use super::INST_ID;
use super::chunk::{ChunkId, FixedChunk};
use crate::error::Result;

use std::io::Write;

use byteorder::{ReadBytesExt, WriteBytesExt};

/// The contents of an `inst` chunk
///
/// Layout (7 bytes):
///
/// | Offset | Size | Field          | Range     |
/// |--------|------|----------------|-----------|
/// | 0x00   | 1    | Unshifted note | 0 - 127   |
/// | 0x01   | 1    | Fine tune (dB) | -50 - +50 |
/// | 0x02   | 1    | Gain           | -64 - +64 |
/// | 0x03   | 1    | Low note       | 0 - 127   |
/// | 0x04   | 1    | High note      | 0 - 127   |
/// | 0x05   | 1    | Low velocity   | 1 - 127   |
/// | 0x06   | 1    | High velocity  | 1 - 127   |
///
/// The chunk length is odd, so it is always followed by a pad byte.
#[derive(Debug, Clone, Copy, PartialEq, Eq)]
pub struct InstrumentRecord {
	/// The MIDI note the sample is pitched at
	pub unshifted_note: u8,
	/// Pitch shift to apply on playback
	pub fine_tune: i8,
	/// Gain to apply on playback
	pub gain: i8,
	/// The lowest note the sample should be played for
	pub low_note: u8,
	/// The highest note the sample should be played for
	pub high_note: u8,
	/// The lowest velocity the sample should be played for
	pub low_velocity: u8,
	/// The highest velocity the sample should be played for
	pub high_velocity: u8,
}

impl InstrumentRecord {
	/// MIDI note 60, the reference C all root notes are relative to
	pub const UNSHIFTED_NOTE_C5: u8 = 0x3C;

	/// Set the unshifted note to the pitch class `semitone_offset` semitones above
	/// [`Self::UNSHIFTED_NOTE_C5`]
	pub fn set_root_note(&mut self, semitone_offset: u8) {
		self.unshifted_note = Self::UNSHIFTED_NOTE_C5 + (semitone_offset % 12);
	}
}

impl Default for InstrumentRecord {
	fn default() -> Self {
		Self {
			unshifted_note: Self::UNSHIFTED_NOTE_C5,
			fine_tune: 0,
			gain: 0,
			low_note: 0,
			high_note: 0x7F,
			low_velocity: 0,
			high_velocity: 0x7F,
		}
	}
}

impl FixedChunk for InstrumentRecord {
	const ID: ChunkId = INST_ID;
	const CONTENT_SIZE: usize = 7;

	fn parse_content(reader: &mut &[u8]) -> Result<Self> {
		Ok(Self {
			unshifted_note: reader.read_u8()?,
			fine_tune: reader.read_i8()?,
			gain: reader.read_i8()?,
			low_note: reader.read_u8()?,
			high_note: reader.read_u8()?,
			low_velocity: reader.read_u8()?,
			high_velocity: reader.read_u8()?,
		})
	}

	fn write_content<W>(&self, writer: &mut W) -> Result<()>
	where
		W: Write,
	{
		writer.write_u8(self.unshifted_note)?;
		writer.write_i8(self.fine_tune)?;
		writer.write_i8(self.gain)?;
		writer.write_u8(self.low_note)?;
		writer.write_u8(self.high_note)?;
		writer.write_u8(self.low_velocity)?;
		writer.write_u8(self.high_velocity)?;

		Ok(())
	}
}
------
TASK TO COMPLETE -
In the entries above, find lines with "reader" and copy each.

RESPONSE TO THIS EXERCISE -
	fn parse_content(reader: &mut &[u8]) -> Result<Self> {
			unshifted_note: reader.read_u8()?,
			fine_tune: reader.read_i8()?,
			gain: reader.read_i8()?,
			low_note: reader.read_u8()?,
			high_note: reader.read_u8()?,
			low_velocity: reader.read_u8()?,
			high_velocity: reader.read_u8()?,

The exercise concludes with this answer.